> Description of the task:
The output should be all lines of the entries below in which the word "impl" occurs.

----------

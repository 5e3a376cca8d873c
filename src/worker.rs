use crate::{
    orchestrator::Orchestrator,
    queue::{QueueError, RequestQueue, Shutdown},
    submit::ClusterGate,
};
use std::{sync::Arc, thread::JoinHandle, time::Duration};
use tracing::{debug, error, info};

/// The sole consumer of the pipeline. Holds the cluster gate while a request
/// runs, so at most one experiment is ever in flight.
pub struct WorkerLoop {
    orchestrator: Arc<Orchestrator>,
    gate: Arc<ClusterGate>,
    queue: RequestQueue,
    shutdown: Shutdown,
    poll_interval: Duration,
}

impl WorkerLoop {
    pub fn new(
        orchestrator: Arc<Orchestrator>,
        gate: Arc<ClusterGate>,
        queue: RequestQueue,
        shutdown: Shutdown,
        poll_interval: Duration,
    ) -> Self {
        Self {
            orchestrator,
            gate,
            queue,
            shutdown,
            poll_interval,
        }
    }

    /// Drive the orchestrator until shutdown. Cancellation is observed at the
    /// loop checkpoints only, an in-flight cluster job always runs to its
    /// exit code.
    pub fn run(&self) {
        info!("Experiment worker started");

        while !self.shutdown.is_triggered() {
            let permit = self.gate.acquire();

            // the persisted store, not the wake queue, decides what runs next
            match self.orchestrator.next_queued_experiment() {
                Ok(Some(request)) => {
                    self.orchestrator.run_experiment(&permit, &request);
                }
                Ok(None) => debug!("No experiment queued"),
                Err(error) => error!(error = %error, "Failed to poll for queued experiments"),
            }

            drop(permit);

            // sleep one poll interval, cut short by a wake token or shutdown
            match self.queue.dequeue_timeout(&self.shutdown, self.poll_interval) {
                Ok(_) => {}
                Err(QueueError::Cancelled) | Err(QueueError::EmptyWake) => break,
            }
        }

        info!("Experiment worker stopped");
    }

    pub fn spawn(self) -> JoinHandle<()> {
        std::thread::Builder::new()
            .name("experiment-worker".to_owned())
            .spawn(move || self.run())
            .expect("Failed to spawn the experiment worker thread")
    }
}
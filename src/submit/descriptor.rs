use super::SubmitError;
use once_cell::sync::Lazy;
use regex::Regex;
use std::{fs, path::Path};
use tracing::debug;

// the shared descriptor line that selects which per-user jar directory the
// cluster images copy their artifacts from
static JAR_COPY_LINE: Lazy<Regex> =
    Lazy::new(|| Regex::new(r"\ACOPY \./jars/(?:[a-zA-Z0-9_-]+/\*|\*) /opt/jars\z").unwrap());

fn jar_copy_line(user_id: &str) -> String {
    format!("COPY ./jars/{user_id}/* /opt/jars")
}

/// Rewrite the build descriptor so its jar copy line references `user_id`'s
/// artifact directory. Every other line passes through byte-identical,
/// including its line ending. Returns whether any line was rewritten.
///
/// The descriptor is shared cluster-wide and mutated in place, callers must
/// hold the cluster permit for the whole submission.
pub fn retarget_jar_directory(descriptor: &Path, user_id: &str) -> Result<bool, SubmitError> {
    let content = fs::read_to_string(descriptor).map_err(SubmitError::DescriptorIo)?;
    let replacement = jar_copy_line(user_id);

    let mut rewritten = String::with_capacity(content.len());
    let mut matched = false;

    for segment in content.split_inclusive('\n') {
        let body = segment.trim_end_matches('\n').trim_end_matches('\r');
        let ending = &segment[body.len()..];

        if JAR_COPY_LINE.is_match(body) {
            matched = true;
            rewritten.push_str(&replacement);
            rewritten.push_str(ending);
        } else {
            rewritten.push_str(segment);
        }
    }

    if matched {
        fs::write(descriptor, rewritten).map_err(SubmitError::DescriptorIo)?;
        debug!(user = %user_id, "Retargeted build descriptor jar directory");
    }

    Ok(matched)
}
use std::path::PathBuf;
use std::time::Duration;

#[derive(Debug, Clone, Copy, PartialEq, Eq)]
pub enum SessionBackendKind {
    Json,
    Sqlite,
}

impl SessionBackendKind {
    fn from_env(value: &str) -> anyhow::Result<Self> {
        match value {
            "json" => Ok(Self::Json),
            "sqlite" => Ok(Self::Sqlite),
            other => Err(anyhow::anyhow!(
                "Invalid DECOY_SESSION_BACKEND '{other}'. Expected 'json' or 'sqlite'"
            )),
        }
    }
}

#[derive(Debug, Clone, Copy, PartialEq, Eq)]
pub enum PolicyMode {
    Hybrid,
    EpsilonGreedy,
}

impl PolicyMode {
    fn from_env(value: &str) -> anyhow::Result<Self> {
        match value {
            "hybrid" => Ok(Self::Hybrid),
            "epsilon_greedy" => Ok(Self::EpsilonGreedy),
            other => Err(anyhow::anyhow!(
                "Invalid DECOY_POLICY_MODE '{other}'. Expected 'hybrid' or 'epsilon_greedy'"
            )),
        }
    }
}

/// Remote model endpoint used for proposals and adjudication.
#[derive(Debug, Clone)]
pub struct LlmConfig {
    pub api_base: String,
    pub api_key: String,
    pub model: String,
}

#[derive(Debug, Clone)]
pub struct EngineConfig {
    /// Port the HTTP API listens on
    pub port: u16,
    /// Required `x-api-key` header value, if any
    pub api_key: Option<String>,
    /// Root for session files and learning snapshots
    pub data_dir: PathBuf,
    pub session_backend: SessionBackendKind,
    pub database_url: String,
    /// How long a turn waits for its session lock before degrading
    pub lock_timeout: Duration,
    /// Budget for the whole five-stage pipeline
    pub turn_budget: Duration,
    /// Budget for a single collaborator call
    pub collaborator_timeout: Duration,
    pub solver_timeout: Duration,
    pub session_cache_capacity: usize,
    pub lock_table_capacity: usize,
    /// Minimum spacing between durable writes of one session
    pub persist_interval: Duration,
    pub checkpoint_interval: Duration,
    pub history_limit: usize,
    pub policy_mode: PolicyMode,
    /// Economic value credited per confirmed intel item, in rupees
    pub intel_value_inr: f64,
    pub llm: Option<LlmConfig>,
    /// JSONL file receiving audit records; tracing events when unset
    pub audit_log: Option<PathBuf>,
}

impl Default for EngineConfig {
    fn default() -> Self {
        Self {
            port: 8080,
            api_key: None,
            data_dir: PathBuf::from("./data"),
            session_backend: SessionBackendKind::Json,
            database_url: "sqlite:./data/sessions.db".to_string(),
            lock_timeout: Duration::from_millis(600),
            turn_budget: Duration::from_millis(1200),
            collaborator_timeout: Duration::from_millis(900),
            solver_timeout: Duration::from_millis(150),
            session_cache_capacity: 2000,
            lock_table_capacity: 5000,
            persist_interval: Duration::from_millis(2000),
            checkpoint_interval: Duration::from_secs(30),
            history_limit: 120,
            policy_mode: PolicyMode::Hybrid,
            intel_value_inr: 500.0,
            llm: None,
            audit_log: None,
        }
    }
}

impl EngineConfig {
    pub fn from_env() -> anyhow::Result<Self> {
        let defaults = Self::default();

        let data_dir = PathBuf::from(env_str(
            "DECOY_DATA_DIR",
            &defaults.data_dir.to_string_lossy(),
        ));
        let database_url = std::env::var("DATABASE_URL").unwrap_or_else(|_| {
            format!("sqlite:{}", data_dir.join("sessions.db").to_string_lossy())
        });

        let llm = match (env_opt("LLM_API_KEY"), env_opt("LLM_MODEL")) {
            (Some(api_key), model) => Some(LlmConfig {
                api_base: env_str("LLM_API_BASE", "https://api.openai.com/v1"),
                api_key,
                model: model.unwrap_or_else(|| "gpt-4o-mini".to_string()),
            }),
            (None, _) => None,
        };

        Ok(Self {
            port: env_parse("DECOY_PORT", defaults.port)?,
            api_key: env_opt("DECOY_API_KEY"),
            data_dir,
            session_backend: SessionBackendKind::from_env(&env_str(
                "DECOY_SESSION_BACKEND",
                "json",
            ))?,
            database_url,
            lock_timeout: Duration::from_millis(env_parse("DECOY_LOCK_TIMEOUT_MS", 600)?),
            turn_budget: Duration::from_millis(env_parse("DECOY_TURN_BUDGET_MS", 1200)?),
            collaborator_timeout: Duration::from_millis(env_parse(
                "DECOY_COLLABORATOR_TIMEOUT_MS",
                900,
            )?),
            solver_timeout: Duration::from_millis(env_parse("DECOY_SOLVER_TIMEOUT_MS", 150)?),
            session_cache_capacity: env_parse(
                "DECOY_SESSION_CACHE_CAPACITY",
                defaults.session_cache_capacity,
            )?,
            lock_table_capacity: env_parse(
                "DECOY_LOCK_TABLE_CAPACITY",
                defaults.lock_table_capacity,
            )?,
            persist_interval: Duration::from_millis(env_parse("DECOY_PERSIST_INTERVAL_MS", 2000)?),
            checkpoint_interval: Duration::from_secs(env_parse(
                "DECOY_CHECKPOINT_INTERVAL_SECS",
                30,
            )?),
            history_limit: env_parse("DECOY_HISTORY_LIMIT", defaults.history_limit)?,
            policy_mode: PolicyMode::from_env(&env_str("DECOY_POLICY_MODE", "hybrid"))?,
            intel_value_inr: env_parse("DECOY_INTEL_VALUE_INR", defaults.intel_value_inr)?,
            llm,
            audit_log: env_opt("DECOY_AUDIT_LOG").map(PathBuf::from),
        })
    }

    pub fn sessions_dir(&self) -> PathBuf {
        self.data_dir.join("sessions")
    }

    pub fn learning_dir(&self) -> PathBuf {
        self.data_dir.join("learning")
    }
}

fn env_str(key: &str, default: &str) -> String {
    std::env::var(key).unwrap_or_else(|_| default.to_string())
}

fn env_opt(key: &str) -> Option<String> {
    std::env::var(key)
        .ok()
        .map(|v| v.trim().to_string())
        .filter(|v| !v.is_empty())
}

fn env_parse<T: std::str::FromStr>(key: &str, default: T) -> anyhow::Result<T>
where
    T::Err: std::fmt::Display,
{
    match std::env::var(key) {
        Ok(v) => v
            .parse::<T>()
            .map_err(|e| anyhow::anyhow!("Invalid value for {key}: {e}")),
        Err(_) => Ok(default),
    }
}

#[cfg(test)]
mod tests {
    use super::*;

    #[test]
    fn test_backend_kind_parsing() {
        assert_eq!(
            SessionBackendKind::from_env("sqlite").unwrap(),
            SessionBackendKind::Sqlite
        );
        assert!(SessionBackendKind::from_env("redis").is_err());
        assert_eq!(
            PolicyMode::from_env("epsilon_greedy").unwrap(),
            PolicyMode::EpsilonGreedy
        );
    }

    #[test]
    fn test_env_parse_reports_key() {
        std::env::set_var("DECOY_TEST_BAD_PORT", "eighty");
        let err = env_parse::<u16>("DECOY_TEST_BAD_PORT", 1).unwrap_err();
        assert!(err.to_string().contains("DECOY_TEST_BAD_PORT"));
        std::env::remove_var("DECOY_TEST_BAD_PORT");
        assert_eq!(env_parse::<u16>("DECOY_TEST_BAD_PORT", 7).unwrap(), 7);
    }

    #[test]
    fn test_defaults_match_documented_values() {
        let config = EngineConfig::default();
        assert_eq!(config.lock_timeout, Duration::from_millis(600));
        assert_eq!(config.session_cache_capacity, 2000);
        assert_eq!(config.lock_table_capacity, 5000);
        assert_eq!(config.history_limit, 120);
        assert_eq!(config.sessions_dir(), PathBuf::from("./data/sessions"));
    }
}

----------

> Solution:
impl WorkerLoop {
impl SessionBackendKind {
impl PolicyMode {
impl Default for EngineConfig {
impl EngineConfig {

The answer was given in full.